##### Data to examine #####
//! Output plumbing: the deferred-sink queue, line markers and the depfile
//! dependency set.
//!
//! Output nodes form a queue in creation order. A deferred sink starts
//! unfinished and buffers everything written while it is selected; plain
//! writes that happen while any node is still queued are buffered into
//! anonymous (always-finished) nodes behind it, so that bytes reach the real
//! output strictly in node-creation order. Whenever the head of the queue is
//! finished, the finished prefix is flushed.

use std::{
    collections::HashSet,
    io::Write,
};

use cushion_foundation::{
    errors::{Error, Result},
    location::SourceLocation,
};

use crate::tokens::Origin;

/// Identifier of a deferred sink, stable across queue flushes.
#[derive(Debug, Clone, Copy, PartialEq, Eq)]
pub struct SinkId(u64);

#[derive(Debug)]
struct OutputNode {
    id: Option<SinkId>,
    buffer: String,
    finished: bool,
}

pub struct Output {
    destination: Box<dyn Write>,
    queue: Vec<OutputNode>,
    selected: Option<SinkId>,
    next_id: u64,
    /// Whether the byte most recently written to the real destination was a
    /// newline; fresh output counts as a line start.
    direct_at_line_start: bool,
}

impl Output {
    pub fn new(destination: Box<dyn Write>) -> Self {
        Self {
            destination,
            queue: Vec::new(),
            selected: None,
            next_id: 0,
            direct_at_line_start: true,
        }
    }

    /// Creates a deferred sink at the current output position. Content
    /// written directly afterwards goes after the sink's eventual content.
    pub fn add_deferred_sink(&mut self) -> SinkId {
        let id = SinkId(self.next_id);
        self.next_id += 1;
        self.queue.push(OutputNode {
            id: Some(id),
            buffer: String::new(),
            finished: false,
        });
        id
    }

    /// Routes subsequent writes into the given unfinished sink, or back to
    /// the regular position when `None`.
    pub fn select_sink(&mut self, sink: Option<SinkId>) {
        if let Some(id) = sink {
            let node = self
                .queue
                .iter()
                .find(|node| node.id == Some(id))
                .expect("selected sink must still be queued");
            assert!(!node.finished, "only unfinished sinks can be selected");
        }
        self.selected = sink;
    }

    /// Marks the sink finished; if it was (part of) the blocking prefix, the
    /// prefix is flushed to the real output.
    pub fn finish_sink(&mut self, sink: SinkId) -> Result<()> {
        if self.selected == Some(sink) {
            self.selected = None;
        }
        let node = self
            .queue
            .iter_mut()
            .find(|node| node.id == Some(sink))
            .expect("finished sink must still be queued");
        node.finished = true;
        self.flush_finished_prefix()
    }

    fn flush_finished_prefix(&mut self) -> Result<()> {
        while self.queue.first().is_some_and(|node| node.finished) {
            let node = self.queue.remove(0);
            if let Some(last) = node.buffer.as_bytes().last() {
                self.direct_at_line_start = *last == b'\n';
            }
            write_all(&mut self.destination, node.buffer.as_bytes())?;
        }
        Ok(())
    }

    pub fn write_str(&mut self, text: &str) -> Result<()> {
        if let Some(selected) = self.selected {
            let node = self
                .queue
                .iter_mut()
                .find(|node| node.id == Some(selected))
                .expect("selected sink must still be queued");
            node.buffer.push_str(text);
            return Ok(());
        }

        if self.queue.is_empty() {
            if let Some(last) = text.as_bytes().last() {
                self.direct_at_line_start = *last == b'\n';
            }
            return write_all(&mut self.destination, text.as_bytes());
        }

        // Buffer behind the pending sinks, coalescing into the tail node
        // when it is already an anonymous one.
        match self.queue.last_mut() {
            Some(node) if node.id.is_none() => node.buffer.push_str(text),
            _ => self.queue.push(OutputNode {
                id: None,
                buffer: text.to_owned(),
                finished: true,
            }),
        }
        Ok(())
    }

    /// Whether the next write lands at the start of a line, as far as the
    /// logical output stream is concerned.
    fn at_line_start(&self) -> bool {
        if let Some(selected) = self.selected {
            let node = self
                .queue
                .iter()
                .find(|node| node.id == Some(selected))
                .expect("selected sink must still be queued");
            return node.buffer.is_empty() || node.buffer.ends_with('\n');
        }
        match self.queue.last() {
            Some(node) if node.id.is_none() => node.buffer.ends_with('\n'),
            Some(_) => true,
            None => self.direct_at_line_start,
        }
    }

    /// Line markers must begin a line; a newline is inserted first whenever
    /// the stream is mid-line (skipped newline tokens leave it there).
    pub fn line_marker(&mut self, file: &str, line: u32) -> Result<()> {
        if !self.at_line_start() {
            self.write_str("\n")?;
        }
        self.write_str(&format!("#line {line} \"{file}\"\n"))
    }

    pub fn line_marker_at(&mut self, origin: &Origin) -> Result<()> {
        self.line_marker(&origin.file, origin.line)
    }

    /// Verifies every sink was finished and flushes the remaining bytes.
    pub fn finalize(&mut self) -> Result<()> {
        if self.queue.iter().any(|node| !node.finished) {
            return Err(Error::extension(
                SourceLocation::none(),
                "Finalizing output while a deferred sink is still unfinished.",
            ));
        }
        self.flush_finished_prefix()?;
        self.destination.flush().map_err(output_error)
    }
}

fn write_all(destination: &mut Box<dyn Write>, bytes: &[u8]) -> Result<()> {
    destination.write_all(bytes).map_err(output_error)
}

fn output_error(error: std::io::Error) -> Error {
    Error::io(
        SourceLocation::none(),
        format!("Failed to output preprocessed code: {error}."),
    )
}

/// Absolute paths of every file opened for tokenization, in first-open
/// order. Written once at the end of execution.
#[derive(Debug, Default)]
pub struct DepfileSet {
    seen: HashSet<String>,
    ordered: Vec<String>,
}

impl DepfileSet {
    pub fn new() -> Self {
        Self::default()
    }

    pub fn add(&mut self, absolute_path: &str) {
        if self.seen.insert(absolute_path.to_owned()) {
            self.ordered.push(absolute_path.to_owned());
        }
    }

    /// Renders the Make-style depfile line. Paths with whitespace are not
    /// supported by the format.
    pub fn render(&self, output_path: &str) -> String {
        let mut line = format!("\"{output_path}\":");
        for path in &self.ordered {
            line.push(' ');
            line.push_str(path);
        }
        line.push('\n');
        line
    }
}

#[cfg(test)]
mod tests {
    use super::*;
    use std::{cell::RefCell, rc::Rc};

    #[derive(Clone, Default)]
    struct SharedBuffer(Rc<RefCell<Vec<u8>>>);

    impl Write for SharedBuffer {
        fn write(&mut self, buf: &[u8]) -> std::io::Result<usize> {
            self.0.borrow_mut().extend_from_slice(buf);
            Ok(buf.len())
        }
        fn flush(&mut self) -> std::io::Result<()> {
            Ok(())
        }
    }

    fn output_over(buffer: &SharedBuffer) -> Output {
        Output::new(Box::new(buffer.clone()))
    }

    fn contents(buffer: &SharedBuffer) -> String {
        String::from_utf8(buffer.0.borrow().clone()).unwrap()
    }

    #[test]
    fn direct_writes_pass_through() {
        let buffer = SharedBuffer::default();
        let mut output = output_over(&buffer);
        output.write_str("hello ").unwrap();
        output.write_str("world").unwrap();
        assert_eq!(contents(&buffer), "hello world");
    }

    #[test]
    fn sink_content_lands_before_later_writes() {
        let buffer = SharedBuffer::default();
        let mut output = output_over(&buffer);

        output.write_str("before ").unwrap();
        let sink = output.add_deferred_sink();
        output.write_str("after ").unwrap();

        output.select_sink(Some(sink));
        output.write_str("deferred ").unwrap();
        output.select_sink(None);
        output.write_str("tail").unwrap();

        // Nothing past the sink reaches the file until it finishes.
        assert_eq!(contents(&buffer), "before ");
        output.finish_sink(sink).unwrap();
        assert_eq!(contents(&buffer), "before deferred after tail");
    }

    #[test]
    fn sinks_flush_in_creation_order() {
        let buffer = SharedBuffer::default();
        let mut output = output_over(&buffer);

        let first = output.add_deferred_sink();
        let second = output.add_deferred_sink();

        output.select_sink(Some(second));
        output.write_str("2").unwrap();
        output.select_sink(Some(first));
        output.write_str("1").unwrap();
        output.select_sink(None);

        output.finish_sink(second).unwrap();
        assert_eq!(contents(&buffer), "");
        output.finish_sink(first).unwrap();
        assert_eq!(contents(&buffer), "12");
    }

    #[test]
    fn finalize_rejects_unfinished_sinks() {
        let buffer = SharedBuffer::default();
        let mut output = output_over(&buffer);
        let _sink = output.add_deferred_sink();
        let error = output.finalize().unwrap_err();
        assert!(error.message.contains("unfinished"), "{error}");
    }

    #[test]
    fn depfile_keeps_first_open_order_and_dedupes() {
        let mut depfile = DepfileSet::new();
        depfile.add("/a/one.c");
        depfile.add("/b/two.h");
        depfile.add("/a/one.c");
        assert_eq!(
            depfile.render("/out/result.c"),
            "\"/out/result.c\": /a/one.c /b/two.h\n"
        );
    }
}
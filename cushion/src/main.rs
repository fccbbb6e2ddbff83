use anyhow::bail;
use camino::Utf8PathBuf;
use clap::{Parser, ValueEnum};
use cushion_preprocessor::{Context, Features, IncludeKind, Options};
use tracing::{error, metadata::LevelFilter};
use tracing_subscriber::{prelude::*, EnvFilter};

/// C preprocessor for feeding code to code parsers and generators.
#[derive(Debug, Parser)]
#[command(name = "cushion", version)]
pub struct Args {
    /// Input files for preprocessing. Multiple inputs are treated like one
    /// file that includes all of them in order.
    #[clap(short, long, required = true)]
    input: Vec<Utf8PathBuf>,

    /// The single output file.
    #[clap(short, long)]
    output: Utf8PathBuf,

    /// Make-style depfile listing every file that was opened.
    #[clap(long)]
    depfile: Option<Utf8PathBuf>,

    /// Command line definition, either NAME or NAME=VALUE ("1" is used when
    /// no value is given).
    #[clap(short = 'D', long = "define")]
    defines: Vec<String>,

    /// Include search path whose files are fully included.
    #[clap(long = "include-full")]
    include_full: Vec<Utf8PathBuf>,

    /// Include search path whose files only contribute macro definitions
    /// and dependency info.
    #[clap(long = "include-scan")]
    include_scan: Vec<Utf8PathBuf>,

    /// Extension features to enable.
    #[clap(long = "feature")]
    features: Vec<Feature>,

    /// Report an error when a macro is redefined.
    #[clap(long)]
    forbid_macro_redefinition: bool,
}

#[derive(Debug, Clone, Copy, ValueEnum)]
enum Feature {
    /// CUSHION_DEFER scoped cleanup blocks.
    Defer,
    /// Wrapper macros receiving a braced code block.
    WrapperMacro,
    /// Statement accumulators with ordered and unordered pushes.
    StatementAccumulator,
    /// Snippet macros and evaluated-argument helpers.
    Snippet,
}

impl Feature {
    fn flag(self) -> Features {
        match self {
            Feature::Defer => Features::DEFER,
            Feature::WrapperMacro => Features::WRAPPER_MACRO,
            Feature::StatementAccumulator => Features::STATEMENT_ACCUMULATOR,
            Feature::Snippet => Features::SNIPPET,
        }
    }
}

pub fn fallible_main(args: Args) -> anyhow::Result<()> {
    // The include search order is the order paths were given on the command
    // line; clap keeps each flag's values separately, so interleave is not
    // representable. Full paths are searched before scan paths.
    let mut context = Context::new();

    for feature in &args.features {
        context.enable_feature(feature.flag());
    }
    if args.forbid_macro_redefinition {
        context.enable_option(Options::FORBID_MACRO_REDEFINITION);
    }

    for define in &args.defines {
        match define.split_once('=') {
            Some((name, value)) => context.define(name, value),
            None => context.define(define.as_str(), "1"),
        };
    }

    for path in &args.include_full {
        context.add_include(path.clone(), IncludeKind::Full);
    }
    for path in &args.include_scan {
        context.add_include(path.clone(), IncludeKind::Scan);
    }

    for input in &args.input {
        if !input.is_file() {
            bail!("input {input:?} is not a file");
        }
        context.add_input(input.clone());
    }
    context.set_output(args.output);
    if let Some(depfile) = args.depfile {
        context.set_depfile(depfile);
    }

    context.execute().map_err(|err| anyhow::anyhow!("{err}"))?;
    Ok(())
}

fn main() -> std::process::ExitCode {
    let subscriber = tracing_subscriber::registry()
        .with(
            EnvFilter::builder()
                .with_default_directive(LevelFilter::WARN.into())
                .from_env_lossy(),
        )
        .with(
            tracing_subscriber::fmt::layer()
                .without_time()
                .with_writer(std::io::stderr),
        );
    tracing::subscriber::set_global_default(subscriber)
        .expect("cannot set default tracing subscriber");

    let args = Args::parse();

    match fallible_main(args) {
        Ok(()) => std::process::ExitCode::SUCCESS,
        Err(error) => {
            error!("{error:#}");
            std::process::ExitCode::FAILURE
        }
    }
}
#####
--- Brief ---
Copy every line of the listing where the word "seen" appears.

--- Task solution ---
    seen: HashSet<String>,
        if self.seen.insert(absolute_path.to_owned()) {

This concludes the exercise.